(Available data begins)
//! Composite services running inside a dependency graph.

use std::sync::Arc;

use orrery_extension::{BoxError, CompositeService, Extension, ExtensionError};
use orrery_graph::{DependencyGraph, GraphError, LifecycleEvent, NodeDescriptor, NodeState};
use parking_lot::Mutex;

type Log = Arc<Mutex<Vec<String>>>;

struct Cache {
    entries: Mutex<Vec<u32>>,
}

/// Fills the cache on start and clears it on stop. Needs the `metrics` node.
struct Warmup {
    log: Log,
}

impl Extension<Cache> for Warmup {
    fn start(&self, cache: &Cache) -> Result<(), BoxError> {
        cache.entries.lock().extend([1, 2, 3]);
        self.log.lock().push("warmup.start".into());
        Ok(())
    }

    fn stop(&self, cache: &Cache) -> Result<(), BoxError> {
        cache.entries.lock().clear();
        self.log.lock().push("warmup.stop".into());
        Ok(())
    }

    fn name(&self) -> &str {
        "warmup"
    }

    fn dependencies(&self) -> Vec<String> {
        vec!["metrics".into()]
    }
}

fn leaf(graph: &DependencyGraph, name: &'static str, log: &Log) {
    let start_log = Arc::clone(log);
    let stop_log = Arc::clone(log);
    graph
        .register(
            NodeDescriptor::new(name, move |_| {
                start_log.lock().push(format!("{name}.up"));
                Ok(())
            })
            .with_disposer(move |_: &()| {
                stop_log.lock().push(format!("{name}.down"));
                Ok(())
            }),
        )
        .unwrap();
}

fn cache_service(log: &Log) -> CompositeService<Cache> {
    let dispose_log = Arc::clone(log);
    CompositeService::new("cache", |_| {
        Ok(Cache {
            entries: Mutex::new(Vec::new()),
        })
    })
    .depends_on(["store"])
    .extension(Warmup {
        log: Arc::clone(log),
    })
    .with_disposer(move |cache: &Cache| {
        dispose_log
            .lock()
            .push(format!("cache.dispose({})", cache.entries.lock().len()));
        Ok(())
    })
}

#[test]
fn extension_dependencies_start_first() {
    let log: Log = Arc::default();
    let graph = DependencyGraph::new();
    leaf(&graph, "store", &log);
    leaf(&graph, "metrics", &log);
    graph.register(cache_service(&log).into_node()).unwrap();

    graph.start("cache").unwrap();
    assert_eq!(graph.status("metrics"), Some(NodeState::Up));
    let cache = graph.value::<Cache>("cache").unwrap();
    assert_eq!(*cache.entries.lock(), [1, 2, 3]);
    drop(cache);

    graph.stop("metrics").unwrap();
    assert_eq!(
        *log.lock(),
        [
            "store.up",
            "metrics.up",
            "warmup.start",
            "warmup.stop",
            "cache.dispose(0)",
            "metrics.down",
        ]
    );
    assert_eq!(graph.status("store"), Some(NodeState::Up));
}

#[test]
fn composite_restarts_cleanly() {
    let log: Log = Arc::default();
    let graph = DependencyGraph::new();
    leaf(&graph, "store", &log);
    leaf(&graph, "metrics", &log);
    graph.register(cache_service(&log).into_node()).unwrap();

    for _ in 0..3 {
        graph.start("cache").unwrap();
        let report = graph.stop("cache").unwrap();
        assert!(report.is_clean());
        assert_eq!(report.stopped, ["cache"]);
    }

    let warmups = log
        .lock()
        .iter()
        .filter(|entry| entry.as_str() == "warmup.start")
        .count();
    assert_eq!(warmups, 3);
}

#[test]
fn failing_extension_rolls_back_the_whole_start() {
    let log: Log = Arc::default();
    let graph = DependencyGraph::new();
    leaf(&graph, "store", &log);
    leaf(&graph, "metrics", &log);

    let hook_log = Arc::clone(&log);
    graph
        .register(
            cache_service(&log)
                .hook(
                    "verify",
                    |cache: &Cache| {
                        if cache.entries.lock().len() > 2 {
                            Err("cache too large".into())
                        } else {
                            Ok(())
                        }
                    },
                    move |_| {
                        hook_log.lock().push("verify.stop".into());
                        Ok(())
                    },
                )
                .into_node(),
        )
        .unwrap();

    let events: Log = Arc::default();
    let sink = Arc::clone(&events);
    graph
        .register_listener("recorder", move |event: &LifecycleEvent| {
            sink.lock().push(event.to_string());
        })
        .unwrap();

    let err = graph.start("cache").unwrap_err();
    assert_eq!(err.failed_node(), Some("cache"));
    let GraphError::StartFailure { source, .. } = &err else {
        panic!("expected StartFailure, got {err:?}");
    };
    let cause = source
        .downcast_ref::<ExtensionError>()
        .expect("extension error as cause");
    assert!(matches!(cause, ExtensionError::StartFailed { hook, .. } if hook == "verify"));

    // The cache value was torn down, then the dependencies it pulled up.
    assert_eq!(
        *log.lock(),
        [
            "store.up",
            "metrics.up",
            "warmup.start",
            "warmup.stop",
            "cache.dispose(0)",
            "metrics.down",
            "store.down",
        ]
    );
    assert!(events.lock().contains(&"cache start failed".to_string()));
    for name in ["store", "metrics", "cache"] {
        assert_eq!(graph.status(name), Some(NodeState::Down));
    }
}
(Available data ends)
Exercise requirements: Please copy out each line in the entries that mentions the string "NodeState".

Your solution:
use orrery_graph::{DependencyGraph, GraphError, LifecycleEvent, NodeDescriptor, NodeState};
    assert_eq!(graph.status("metrics"), Some(NodeState::Up));
    assert_eq!(graph.status("store"), Some(NodeState::Up));
        assert_eq!(graph.status(name), Some(NodeState::Down));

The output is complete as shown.